Provided entries
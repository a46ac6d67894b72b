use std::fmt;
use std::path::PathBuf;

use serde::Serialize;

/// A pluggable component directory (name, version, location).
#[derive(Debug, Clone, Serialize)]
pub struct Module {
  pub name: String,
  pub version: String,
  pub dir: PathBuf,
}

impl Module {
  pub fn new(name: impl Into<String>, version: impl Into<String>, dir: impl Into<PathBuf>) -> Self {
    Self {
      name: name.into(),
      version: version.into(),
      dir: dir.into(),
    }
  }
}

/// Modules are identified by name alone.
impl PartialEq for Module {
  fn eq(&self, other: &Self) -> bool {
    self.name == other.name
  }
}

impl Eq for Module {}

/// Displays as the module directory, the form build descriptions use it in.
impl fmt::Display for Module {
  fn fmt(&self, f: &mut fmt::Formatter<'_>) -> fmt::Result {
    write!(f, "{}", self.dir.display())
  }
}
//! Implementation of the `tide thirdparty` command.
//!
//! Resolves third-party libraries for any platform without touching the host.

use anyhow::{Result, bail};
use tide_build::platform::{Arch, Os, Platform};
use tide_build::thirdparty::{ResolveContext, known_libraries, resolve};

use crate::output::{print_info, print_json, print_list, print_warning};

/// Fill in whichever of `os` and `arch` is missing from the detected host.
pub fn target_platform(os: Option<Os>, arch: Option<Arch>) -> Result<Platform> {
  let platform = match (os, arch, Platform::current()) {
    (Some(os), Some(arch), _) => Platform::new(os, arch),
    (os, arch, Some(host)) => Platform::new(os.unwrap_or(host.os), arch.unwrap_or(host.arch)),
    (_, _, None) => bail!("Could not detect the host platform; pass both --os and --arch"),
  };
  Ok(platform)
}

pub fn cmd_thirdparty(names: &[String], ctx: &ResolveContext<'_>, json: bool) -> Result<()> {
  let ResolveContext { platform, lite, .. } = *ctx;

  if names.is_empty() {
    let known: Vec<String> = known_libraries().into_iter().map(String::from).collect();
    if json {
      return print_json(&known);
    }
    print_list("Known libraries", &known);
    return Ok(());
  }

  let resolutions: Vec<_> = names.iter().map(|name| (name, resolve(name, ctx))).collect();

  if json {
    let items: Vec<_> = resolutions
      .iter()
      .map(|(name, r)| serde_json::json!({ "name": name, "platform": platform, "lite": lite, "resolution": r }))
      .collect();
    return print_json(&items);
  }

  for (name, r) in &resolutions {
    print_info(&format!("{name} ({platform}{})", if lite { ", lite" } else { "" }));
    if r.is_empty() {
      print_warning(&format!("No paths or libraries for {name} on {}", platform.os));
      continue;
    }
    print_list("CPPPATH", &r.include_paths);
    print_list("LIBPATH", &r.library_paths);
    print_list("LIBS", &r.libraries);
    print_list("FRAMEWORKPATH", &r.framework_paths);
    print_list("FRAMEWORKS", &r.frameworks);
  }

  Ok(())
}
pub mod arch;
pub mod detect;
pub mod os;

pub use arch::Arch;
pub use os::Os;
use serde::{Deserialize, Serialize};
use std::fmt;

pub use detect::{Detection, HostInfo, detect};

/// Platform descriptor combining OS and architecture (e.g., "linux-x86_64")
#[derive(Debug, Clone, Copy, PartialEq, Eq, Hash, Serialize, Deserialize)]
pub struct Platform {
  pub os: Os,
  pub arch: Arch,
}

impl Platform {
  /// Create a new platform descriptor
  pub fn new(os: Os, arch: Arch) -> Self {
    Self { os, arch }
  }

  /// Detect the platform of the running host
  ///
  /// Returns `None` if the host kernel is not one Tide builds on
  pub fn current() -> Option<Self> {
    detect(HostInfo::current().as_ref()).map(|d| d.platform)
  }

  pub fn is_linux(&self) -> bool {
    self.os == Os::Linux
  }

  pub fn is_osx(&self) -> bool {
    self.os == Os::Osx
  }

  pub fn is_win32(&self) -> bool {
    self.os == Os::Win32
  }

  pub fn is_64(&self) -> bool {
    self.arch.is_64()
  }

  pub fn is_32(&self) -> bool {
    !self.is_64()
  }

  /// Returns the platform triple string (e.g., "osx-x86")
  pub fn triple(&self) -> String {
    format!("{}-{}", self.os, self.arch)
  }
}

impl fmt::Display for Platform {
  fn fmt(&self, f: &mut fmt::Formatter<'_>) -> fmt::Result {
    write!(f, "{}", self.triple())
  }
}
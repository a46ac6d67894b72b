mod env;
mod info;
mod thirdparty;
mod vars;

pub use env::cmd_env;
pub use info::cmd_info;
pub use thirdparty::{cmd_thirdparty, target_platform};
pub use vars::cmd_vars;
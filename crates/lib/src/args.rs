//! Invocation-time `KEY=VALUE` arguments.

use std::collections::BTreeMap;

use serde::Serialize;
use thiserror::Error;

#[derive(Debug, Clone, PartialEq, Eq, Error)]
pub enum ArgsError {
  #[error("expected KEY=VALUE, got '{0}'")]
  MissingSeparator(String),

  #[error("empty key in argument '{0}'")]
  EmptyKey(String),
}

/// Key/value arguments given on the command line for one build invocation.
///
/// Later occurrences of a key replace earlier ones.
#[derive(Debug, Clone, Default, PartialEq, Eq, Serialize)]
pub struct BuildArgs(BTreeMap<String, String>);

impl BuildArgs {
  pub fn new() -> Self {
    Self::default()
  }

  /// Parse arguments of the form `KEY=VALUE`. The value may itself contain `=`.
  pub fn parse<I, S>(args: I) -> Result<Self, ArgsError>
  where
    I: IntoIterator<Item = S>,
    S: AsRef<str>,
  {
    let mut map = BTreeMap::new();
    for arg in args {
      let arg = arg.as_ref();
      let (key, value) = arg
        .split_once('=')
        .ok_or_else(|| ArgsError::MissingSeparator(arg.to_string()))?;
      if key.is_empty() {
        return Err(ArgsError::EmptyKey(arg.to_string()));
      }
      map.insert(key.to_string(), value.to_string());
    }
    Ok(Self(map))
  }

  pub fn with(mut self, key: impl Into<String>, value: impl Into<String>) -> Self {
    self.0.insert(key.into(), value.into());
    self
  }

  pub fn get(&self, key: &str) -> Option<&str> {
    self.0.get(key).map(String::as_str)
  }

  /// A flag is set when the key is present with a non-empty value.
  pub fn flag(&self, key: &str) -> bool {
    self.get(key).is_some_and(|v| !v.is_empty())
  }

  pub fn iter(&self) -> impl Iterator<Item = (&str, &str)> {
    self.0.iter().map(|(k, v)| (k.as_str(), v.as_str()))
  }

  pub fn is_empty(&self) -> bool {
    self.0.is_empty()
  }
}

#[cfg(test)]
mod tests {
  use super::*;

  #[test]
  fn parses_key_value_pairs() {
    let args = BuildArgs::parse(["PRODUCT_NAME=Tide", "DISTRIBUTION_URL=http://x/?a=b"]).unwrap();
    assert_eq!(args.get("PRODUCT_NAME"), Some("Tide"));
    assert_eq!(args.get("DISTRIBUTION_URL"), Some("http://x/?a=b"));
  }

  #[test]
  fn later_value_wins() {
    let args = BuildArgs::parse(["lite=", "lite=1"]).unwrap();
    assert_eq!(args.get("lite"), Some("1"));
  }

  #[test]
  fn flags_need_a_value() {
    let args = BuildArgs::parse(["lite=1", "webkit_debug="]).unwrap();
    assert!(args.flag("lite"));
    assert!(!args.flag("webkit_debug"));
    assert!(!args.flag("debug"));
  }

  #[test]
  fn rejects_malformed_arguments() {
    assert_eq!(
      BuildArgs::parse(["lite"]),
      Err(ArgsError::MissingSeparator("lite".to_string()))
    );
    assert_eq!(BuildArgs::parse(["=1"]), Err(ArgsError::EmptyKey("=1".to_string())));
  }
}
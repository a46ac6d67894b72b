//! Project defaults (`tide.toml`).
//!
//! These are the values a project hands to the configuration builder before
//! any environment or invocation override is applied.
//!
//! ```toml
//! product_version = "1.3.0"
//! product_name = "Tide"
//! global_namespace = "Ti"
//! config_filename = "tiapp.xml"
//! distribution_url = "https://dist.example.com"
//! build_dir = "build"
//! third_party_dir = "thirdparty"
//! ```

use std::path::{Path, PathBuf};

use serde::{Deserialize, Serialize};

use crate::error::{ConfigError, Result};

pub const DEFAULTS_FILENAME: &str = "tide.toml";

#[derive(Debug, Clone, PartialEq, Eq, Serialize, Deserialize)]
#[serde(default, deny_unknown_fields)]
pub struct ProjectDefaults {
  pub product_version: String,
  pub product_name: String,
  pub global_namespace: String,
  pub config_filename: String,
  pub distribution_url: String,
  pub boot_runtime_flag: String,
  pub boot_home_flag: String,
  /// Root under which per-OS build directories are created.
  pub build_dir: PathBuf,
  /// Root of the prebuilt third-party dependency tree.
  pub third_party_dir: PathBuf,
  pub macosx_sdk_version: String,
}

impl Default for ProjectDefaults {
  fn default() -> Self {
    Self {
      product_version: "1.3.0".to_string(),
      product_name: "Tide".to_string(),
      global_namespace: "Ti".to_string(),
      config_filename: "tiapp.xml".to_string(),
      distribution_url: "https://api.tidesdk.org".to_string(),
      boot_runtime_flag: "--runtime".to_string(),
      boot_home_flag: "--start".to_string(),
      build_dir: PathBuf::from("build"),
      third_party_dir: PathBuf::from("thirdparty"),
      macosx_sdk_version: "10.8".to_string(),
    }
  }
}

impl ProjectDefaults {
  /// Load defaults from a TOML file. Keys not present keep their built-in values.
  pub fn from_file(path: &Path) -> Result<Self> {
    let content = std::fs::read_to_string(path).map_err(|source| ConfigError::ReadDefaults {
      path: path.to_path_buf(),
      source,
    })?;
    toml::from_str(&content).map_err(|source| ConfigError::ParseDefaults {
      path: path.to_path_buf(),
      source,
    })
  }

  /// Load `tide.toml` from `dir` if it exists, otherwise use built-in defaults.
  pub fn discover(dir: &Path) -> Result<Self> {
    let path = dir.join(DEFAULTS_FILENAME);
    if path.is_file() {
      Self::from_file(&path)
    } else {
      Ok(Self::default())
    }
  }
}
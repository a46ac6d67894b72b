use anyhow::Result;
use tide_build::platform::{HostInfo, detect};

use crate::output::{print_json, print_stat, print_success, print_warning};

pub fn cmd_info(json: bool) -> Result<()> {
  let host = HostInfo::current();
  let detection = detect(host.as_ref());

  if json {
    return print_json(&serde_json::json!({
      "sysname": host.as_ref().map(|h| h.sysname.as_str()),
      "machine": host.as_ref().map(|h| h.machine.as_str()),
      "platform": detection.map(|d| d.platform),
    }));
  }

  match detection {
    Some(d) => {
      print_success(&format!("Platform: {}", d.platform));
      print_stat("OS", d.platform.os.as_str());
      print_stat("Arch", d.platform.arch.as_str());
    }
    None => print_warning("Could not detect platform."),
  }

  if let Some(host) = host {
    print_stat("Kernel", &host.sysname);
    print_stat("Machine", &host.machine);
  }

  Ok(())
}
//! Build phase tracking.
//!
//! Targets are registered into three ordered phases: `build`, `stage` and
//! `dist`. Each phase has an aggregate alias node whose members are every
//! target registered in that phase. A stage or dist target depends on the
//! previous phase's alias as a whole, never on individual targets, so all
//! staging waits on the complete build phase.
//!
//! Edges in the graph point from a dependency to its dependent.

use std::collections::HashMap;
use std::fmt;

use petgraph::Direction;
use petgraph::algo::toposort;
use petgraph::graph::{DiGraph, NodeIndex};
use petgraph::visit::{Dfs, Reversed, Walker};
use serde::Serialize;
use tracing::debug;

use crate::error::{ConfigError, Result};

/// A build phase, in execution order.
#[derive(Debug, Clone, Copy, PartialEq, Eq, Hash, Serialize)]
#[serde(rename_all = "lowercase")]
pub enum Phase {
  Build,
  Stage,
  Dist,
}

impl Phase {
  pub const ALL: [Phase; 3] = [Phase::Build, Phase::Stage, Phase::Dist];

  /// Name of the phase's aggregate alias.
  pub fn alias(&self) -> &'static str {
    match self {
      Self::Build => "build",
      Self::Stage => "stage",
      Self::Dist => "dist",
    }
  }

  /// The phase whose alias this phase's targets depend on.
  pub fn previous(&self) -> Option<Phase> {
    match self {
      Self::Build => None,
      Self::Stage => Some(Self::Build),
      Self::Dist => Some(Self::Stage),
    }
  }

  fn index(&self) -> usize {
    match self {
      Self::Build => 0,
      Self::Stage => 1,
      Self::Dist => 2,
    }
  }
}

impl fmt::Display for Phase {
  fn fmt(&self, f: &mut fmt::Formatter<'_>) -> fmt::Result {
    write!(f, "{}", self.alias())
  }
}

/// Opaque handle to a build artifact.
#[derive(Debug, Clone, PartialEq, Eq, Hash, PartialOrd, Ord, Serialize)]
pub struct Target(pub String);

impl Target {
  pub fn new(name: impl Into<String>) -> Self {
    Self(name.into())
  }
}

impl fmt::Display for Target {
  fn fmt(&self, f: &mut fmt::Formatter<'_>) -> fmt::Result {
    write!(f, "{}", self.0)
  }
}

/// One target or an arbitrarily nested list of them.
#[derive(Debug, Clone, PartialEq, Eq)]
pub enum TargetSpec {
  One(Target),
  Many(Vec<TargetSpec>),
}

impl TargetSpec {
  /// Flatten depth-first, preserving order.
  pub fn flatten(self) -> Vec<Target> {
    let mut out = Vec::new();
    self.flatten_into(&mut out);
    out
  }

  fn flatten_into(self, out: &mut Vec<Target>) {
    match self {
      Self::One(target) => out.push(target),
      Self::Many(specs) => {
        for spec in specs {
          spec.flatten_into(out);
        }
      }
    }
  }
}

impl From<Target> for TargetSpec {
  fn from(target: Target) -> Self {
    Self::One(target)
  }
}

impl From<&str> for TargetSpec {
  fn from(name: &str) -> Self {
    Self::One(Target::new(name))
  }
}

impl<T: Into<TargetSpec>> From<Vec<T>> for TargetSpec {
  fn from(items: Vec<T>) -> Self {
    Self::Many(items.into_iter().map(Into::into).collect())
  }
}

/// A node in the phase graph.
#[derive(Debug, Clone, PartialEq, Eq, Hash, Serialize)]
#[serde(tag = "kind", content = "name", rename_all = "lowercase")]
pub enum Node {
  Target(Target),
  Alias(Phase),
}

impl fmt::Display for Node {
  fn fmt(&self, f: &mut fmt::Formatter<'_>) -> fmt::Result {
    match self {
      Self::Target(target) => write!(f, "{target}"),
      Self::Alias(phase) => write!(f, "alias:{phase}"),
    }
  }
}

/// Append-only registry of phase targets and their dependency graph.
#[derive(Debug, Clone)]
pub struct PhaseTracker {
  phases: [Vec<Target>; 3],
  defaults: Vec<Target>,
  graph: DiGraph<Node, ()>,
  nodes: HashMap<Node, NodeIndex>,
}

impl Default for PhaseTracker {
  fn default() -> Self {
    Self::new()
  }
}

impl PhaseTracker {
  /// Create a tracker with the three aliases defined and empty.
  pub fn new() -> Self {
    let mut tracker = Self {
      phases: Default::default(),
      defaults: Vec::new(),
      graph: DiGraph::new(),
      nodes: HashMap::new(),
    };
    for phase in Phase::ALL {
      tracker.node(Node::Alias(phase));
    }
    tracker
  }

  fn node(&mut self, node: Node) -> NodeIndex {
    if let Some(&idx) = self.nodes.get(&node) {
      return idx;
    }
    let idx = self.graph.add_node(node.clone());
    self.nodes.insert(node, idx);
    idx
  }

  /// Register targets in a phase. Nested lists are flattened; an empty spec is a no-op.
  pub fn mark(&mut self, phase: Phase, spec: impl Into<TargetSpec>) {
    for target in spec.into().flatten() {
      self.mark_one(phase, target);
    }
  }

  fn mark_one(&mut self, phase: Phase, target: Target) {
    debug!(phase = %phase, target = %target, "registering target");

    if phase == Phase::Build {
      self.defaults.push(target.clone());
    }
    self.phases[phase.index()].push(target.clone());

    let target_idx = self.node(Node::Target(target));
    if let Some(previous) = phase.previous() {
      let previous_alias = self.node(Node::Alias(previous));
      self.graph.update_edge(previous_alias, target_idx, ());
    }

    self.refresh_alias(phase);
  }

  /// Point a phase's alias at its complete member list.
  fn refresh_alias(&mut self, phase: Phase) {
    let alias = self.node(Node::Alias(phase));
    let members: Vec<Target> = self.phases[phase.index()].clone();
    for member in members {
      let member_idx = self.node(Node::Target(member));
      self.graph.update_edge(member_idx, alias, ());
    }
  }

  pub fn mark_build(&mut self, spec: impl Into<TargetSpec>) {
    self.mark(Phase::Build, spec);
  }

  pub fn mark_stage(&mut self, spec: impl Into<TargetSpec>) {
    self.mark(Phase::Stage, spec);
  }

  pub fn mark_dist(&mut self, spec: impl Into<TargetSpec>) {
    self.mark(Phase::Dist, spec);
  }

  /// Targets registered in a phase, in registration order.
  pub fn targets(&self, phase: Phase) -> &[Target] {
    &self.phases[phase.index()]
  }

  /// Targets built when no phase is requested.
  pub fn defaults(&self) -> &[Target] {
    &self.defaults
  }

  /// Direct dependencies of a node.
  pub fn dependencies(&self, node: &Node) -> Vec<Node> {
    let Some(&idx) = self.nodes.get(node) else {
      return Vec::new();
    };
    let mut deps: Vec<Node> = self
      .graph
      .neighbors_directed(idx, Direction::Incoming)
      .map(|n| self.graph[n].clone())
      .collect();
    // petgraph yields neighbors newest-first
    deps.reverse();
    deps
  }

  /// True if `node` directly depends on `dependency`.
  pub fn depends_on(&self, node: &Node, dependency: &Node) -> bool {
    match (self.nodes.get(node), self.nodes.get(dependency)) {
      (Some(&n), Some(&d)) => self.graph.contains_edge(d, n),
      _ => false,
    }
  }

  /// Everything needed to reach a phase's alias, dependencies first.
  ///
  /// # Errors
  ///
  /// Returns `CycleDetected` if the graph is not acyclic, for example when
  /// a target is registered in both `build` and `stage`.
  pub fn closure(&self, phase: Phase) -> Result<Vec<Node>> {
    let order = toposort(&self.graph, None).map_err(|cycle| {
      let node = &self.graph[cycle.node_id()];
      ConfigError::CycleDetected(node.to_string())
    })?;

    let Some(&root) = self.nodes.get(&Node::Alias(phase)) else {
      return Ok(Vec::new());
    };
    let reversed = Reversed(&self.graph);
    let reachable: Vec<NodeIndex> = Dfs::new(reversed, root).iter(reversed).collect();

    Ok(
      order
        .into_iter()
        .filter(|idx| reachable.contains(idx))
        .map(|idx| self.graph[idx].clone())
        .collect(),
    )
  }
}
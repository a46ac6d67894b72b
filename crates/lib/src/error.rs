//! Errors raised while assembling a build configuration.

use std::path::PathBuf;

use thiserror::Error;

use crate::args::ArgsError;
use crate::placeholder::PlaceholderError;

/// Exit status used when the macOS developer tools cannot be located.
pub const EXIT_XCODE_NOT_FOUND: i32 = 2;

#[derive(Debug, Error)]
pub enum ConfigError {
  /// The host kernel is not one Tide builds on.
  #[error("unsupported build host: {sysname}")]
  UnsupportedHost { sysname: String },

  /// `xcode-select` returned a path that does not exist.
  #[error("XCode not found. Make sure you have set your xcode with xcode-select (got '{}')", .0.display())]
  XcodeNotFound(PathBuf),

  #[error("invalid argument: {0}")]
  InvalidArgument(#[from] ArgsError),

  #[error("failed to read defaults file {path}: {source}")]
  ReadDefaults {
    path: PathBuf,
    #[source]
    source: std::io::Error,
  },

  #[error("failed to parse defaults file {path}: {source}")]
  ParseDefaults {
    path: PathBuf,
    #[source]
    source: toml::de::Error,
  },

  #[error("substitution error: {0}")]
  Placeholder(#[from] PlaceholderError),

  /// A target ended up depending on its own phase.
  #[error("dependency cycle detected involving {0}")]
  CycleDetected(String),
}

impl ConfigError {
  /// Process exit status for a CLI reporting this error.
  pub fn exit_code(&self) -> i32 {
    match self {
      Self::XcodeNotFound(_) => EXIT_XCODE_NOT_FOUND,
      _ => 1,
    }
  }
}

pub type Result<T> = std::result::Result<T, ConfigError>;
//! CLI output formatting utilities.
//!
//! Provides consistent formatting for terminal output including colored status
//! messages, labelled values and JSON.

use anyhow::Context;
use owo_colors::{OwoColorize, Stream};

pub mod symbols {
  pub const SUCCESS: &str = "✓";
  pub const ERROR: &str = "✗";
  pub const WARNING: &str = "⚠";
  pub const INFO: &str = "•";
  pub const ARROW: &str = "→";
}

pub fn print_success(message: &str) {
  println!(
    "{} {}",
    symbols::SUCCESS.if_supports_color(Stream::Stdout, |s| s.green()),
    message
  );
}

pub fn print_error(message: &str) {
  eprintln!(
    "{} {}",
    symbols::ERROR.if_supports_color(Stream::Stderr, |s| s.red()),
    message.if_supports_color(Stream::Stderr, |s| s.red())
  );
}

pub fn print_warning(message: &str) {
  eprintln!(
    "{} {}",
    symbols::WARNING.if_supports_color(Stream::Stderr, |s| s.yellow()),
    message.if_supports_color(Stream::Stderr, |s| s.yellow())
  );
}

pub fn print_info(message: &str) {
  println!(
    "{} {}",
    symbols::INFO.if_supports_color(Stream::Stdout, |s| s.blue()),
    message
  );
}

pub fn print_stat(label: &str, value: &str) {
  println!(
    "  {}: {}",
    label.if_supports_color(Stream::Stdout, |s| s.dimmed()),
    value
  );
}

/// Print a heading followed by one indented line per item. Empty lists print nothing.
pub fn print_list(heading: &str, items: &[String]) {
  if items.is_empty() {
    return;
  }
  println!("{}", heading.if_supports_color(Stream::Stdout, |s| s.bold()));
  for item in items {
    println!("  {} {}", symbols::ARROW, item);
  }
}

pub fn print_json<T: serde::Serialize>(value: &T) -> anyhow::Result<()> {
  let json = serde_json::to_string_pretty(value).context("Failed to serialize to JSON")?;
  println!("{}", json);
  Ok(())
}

Your objective
Restate the listing exactly, starting at its first line and ending at the line where "(os, arch, Some(host))" occurs; include both and no other lines.

Answer to the problem
repository a46ac6d67894b72b
use std::fmt;
use std::path::PathBuf;

use serde::Serialize;

/// A pluggable component directory (name, version, location).
#[derive(Debug, Clone, Serialize)]
pub struct Module {
  pub name: String,
  pub version: String,
  pub dir: PathBuf,
}

impl Module {
  pub fn new(name: impl Into<String>, version: impl Into<String>, dir: impl Into<PathBuf>) -> Self {
    Self {
      name: name.into(),
      version: version.into(),
      dir: dir.into(),
    }
  }
}

/// Modules are identified by name alone.
impl PartialEq for Module {
  fn eq(&self, other: &Self) -> bool {
    self.name == other.name
  }
}

impl Eq for Module {}

/// Displays as the module directory, the form build descriptions use it in.
impl fmt::Display for Module {
  fn fmt(&self, f: &mut fmt::Formatter<'_>) -> fmt::Result {
    write!(f, "{}", self.dir.display())
  }
}
//! Implementation of the `tide thirdparty` command.
//!
//! Resolves third-party libraries for any platform without touching the host.

use anyhow::{Result, bail};
use tide_build::platform::{Arch, Os, Platform};
use tide_build::thirdparty::{ResolveContext, known_libraries, resolve};

use crate::output::{print_info, print_json, print_list, print_warning};

/// Fill in whichever of `os` and `arch` is missing from the detected host.
pub fn target_platform(os: Option<Os>, arch: Option<Arch>) -> Result<Platform> {
  let platform = match (os, arch, Platform::current()) {
    (Some(os), Some(arch), _) => Platform::new(os, arch),
    (os, arch, Some(host)) => Platform::new(os.unwrap_or(host.os), arch.unwrap_or(host.arch)),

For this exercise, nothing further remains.